Coupland’s publisher claims “Generation X is a field guide to and for the vast generation born in the late 1950s and the 1960s — a generation that has been erroneously labelled ‘postponed’ and ‘indifferent.’ This is facto-fiction about a wildly accelerating subculture waiting in the corridor.”
And maybe it is.
Me, I think it’s something more.
Generation X is the book that gave this face-less, name-less generation of slackers and techno-geek wannabes their moniker. It is a tale of life on the fringe of life — a life spent waiting for life to happen. Deep explorations of mundane habits and the minuscule innuendoes that consume a great portion of our waking hours are dealt with here, waxing reminiscent on the good ‘ole days when we all feared the dropping of the bomb, or fell victim to the fashion travesties of double-knit disco. Besides dissecting modern-day life more minutely than any writer has heretofore, Coupland lavishes his readers with a veritable cornucopia of post-modern terminologies, like: McJob, Armanism, recreational slumming, and Bradyism.

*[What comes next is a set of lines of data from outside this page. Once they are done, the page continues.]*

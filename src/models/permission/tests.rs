use serde_json::{json, Value};

use super::{testing::make_create_payload, PermissionId};
use crate::tests::{seed_role, start_app};

async fn search(client: &filigree::testing::TestClient, query: &str) -> Vec<Value> {
    client
        .get(&format!("permission/search?{query}"))
        .send()
        .await
        .unwrap()
        .error_for_status()
        .unwrap()
        .json()
        .await
        .unwrap()
}

#[tokio::test]
async fn batch_create_returns_ids_in_order() {
    let app = start_app().await;

    let ids: Vec<PermissionId> = app
        .client
        .post("permission/create")
        .json(&json!([
            { "name": "c:read" },
            { "name": "a:read", "description": "Read a" },
            { "name": "b:read" },
        ]))
        .send()
        .await
        .unwrap()
        .error_for_status()
        .unwrap()
        .json()
        .await
        .unwrap();
    assert_eq!(ids.len(), 3);

    let all = search(&app.client, "").await;
    for (id, name) in ids.iter().zip(["c:read", "a:read", "b:read"]) {
        let found = all.iter().find(|p| p["id"] == json!(id)).unwrap();
        assert_eq!(found["name"], json!(name));
    }
}

#[tokio::test]
async fn duplicate_in_batch_aborts_batch() {
    let app = start_app().await;

    let response = app
        .client
        .post("permission/create")
        .json(&json!([{ "name": "x" }, { "name": "y" }, { "name": "x" }]))
        .send()
        .await
        .unwrap();
    assert_eq!(response.status(), 409);
    assert!(search(&app.client, "").await.is_empty());
}

#[tokio::test]
async fn search_by_role() {
    let app = start_app().await;
    let seeded = seed_role(&app.client, 6, &[4, 0, 2]).await;

    let found = search(&app.client, &format!("role_id={}", seeded.role_id)).await;
    let found_ids = found.iter().map(|p| p["id"].clone()).collect::<Vec<_>>();
    let expected = [0, 2, 4]
        .iter()
        .map(|&i| json!(seeded.permission_ids[i]))
        .collect::<Vec<_>>();
    assert_eq!(found_ids, expected);
}

#[tokio::test]
async fn search_pages() {
    let app = start_app().await;
    let payloads = (0..25).map(make_create_payload).collect::<Vec<_>>();
    let ids: Vec<PermissionId> = app
        .client
        .post("permission/create")
        .json(&payloads)
        .send()
        .await
        .unwrap()
        .json()
        .await
        .unwrap();

    let page = search(&app.client, "page=2&size=10").await;
    let page_ids = page.iter().map(|p| p["id"].clone()).collect::<Vec<_>>();
    let expected = ids[10..20].iter().map(|id| json!(id)).collect::<Vec<_>>();
    assert_eq!(page_ids, expected);

    let named = search(&app.client, "name=permission%3A1").await;
    // permission:1 and permission:10 through permission:19
    assert_eq!(named.len(), 11);
}

#[tokio::test]
async fn zero_page_is_rejected() {
    let app = start_app().await;

    let response = app
        .client
        .get("permission/search?page=0")
        .send()
        .await
        .unwrap();
    assert_eq!(response.status(), 422);
}
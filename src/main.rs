use std::io;
use std::path::PathBuf;

use anyhow::{Context, Result};
use clap::Parser;
use crossterm::{
    execute,
    terminal::{disable_raw_mode, enable_raw_mode, EnterAlternateScreen, LeaveAlternateScreen},
};
use log::info;
use ratatui::{backend::CrosstermBackend, Terminal};

use connect_four::config::AppConfig;
use connect_four::headless;
use connect_four::ui::App;

/// Play two-player Connect Four in the terminal.
#[derive(Parser)]
#[command(name = "connect-four", about = "Two-player Connect Four")]
struct Cli {
    /// Path to TOML configuration file (interactive mode only)
    #[arg(long, default_value = "connect_four.toml")]
    config: PathBuf,

    /// Replay --moves without the TUI and print the result
    #[arg(long)]
    headless: bool,

    /// Comma-separated columns (0-6) to play in headless mode, Red first
    #[arg(long, value_delimiter = ',', requires = "headless")]
    moves: Vec<usize>,

    /// Print the default configuration as TOML and exit
    #[arg(long)]
    print_default_config: bool,
}

fn main() {
    env_logger::Builder::from_env(env_logger::Env::default().default_filter_or("warn")).init();

    if let Err(err) = run() {
        eprintln!("Error: {err:#}");
        std::process::exit(1);
    }
}

fn run() -> Result<()> {
    let cli = Cli::parse();

    if cli.print_default_config {
        print!("{}", AppConfig::default_toml());
        return Ok(());
    }

    if cli.headless {
        let mut stdout = io::stdout().lock();
        headless::replay(&cli.moves, &mut stdout)?;
        return Ok(());
    }

    let config = AppConfig::load_or_default(&cli.config)
        .with_context(|| format!("loading config from {}", cli.config.display()))?;
    run_tui(config)
}

fn run_tui(config: AppConfig) -> Result<()> {
    info!("starting terminal UI");

    // Setup terminal
    enable_raw_mode().context("enabling raw mode")?;
    let mut stdout = io::stdout();
    execute!(stdout, EnterAlternateScreen).context("entering alternate screen")?;
    let backend = CrosstermBackend::new(stdout);
    let mut terminal = Terminal::new(backend).context("creating terminal")?;

    let mut app = App::new(config);
    let res = app.run(&mut terminal);

    // Restore terminal — always runs, even on error
    let _ = disable_raw_mode();
    let _ = execute!(terminal.backend_mut(), LeaveAlternateScreen);
    let _ = terminal.show_cursor();

    res.context("running terminal UI")
}
use super::App;
use crate::game::{Board, Player, COLS, ROWS};
use ratatui::{
    layout::{Alignment, Constraint, Direction, Layout, Rect},
    style::{Color, Modifier, Style},
    text::{Line, Span},
    widgets::{Block, Borders, Clear, Paragraph},
    Frame,
};

pub fn render(frame: &mut Frame, app: &App) {
    let chunks = Layout::default()
        .direction(Direction::Vertical)
        .constraints([
            Constraint::Length(3),  // Header
            Constraint::Min(10),    // Board
            Constraint::Length(3),  // Message
            Constraint::Length(3),  // Controls
        ])
        .split(frame.area());

    render_header(frame, app, chunks[0]);
    render_board(
        frame,
        app.engine().board(),
        app.selected_column(),
        app.config().ui.show_column_numbers,
        chunks[1],
    );
    render_message(frame, app.message(), chunks[2]);
    render_controls(frame, chunks[3]);

    if let Some(winner) = app.winner() {
        render_winner_banner(frame, app.player_name(winner), winner, chunks[1]);
    }
}

fn player_color(player: Player) -> Color {
    match player {
        Player::Red => Color::Red,
        Player::Yellow => Color::Yellow,
    }
}

fn render_header(frame: &mut Frame, app: &App, area: Rect) {
    let engine = app.engine();
    let (status, color) = match app.winner() {
        Some(winner) => (
            format!("Game Over  |  {} wins", app.player_name(winner)),
            player_color(winner),
        ),
        None => {
            let current = engine.current_player();
            (
                format!("Current Player: {}", app.player_name(current)),
                player_color(current),
            )
        }
    };

    let header = Paragraph::new(status)
        .style(Style::default().fg(color).add_modifier(Modifier::BOLD))
        .alignment(Alignment::Center)
        .block(
            Block::default()
                .borders(Borders::ALL)
                .title("Connect Four"),
        );

    frame.render_widget(header, area);
}

fn render_board(
    frame: &mut Frame,
    board: &Board,
    selected_column: usize,
    show_column_numbers: bool,
    area: Rect,
) {
    let mut lines = Vec::new();

    if show_column_numbers {
        // Column numbers with selection indicator
        let mut col_line = vec![Span::raw("   ")]; // Padding (3 chars to match "  ║")
        for col in 0..COLS {
            if col == selected_column {
                col_line.push(Span::styled(
                    format!(" {} ", col + 1),
                    Style::default()
                        .fg(Color::Cyan)
                        .add_modifier(Modifier::BOLD | Modifier::UNDERLINED),
                ));
            } else {
                col_line.push(Span::raw(format!(" {} ", col + 1)));
            }
        }
        col_line.push(Span::raw("  ")); // Suffix padding to match " ║"
        lines.push(Line::from(col_line));
    }

    let width = COLS * 3 + 1;
    lines.push(Line::from(format!("  ╔{}╗", "═".repeat(width))));

    for row in 0..ROWS {
        let mut row_spans = vec![Span::raw("  ║")];

        for col in 0..COLS {
            let (symbol, color) = match Player::from_cell(board.get(row, col)) {
                Some(owner) => (" ● ", player_color(owner)),
                None => (" . ", Color::DarkGray),
            };
            row_spans.push(Span::styled(symbol, Style::default().fg(color)));
        }

        row_spans.push(Span::raw(" ║"));
        lines.push(Line::from(row_spans));
    }

    lines.push(Line::from(format!("  ╚{}╝", "═".repeat(width))));

    // Drop indicator under the selected column
    let mut indicator_line = vec![Span::raw("   ")];
    for col in 0..COLS {
        if col == selected_column {
            indicator_line.push(Span::styled(" ▲ ", Style::default().fg(Color::Cyan)));
        } else {
            indicator_line.push(Span::raw("   "));
        }
    }
    indicator_line.push(Span::raw("  "));
    lines.push(Line::from(indicator_line));

    let board_widget = Paragraph::new(lines).alignment(Alignment::Center);
    frame.render_widget(board_widget, area);
}

fn render_message(frame: &mut Frame, message: Option<&str>, area: Rect) {
    let text = message.unwrap_or("");
    let msg_widget = Paragraph::new(text)
        .style(Style::default().fg(Color::Yellow))
        .alignment(Alignment::Center)
        .block(Block::default().borders(Borders::ALL));

    frame.render_widget(msg_widget, area);
}

fn render_controls(frame: &mut Frame, area: Rect) {
    let line = Line::from("←/→: Move  |  1-7/Enter: Drop  |  R: Restart  |  Q: Quit");

    let controls = Paragraph::new(line)
        .alignment(Alignment::Center)
        .block(
            Block::default()
                .borders(Borders::ALL)
                .title("Controls"),
        );

    frame.render_widget(controls, area);
}

/// Popup over the board announcing the winner and offering a new game.
fn render_winner_banner(frame: &mut Frame, name: &str, winner: Player, area: Rect) {
    let popup = centered_rect(36, 5, area);
    let color = player_color(winner);

    let text = vec![
        Line::from(Span::styled(
            format!("{} has won!", name),
            Style::default().fg(color).add_modifier(Modifier::BOLD),
        )),
        Line::from(""),
        Line::from("N / Enter: New game"),
    ];

    let banner = Paragraph::new(text).alignment(Alignment::Center).block(
        Block::default()
            .borders(Borders::ALL)
            .border_style(Style::default().fg(color))
            .title("Game Over"),
    );

    frame.render_widget(Clear, popup);
    frame.render_widget(banner, popup);
}

/// A `width` x `height` rectangle centered in `area`, shrunk to fit.
fn centered_rect(width: u16, height: u16, area: Rect) -> Rect {
    let width = width.min(area.width);
    let height = height.min(area.height);
    Rect {
        x: area.x + (area.width - width) / 2,
        y: area.y + (area.height - height) / 2,
        width,
        height,
    }
}

#[cfg(test)]
mod tests {
    use super::*;
    use crossterm::event::{KeyCode, KeyEvent, KeyModifiers};
    use ratatui::{backend::TestBackend, Terminal};

    fn screen_text(app: &App) -> String {
        let mut terminal = Terminal::new(TestBackend::new(70, 24)).unwrap();
        terminal.draw(|f| render(f, app)).unwrap();
        terminal
            .backend()
            .buffer()
            .content
            .iter()
            .map(|cell| cell.symbol())
            .collect()
    }

    #[test]
    fn test_renders_current_player() {
        let app = App::default();
        let text = screen_text(&app);
        assert!(text.contains("Current Player: Red"));
        assert!(text.contains("Connect Four"));
        assert!(!text.contains("has won!"));
    }

    #[test]
    fn test_renders_winner_banner() {
        let mut app = App::default();
        for key in ['1', '2', '1', '2', '1', '2', '1'] {
            app.handle_key(KeyEvent::new(KeyCode::Char(key), KeyModifiers::NONE));
        }
        let text = screen_text(&app);
        assert!(text.contains("Red has won!"));
        assert!(text.contains("New game"));
        assert!(text.contains("Game Over"));
    }

    #[test]
    fn test_centered_rect_fits_small_area() {
        let area = Rect::new(0, 0, 20, 3);
        let rect = centered_rect(36, 5, area);
        assert_eq!(rect, Rect::new(0, 0, 20, 3));

        let area = Rect::new(2, 4, 40, 10);
        let rect = centered_rect(36, 5, area);
        assert_eq!(rect, Rect::new(4, 6, 36, 5));
    }
}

As a novel it’s pretty thin, both in terms of size and plot. Not much happens within the pages. The main characters, Andy, Dag, and Claire, spend the majority of the book in a state of hyper-reminiscence. But as a statement both for and against an entire generation, this book speaks volumes. Not only does Coupland’s characters bathe fully in the bath that is pop culture, but have squeaky clean good time doing it.
If you’re wondering where the future of modern fiction lies, well, look no further than Generation X. It is the ruler against which all future novels will be measured.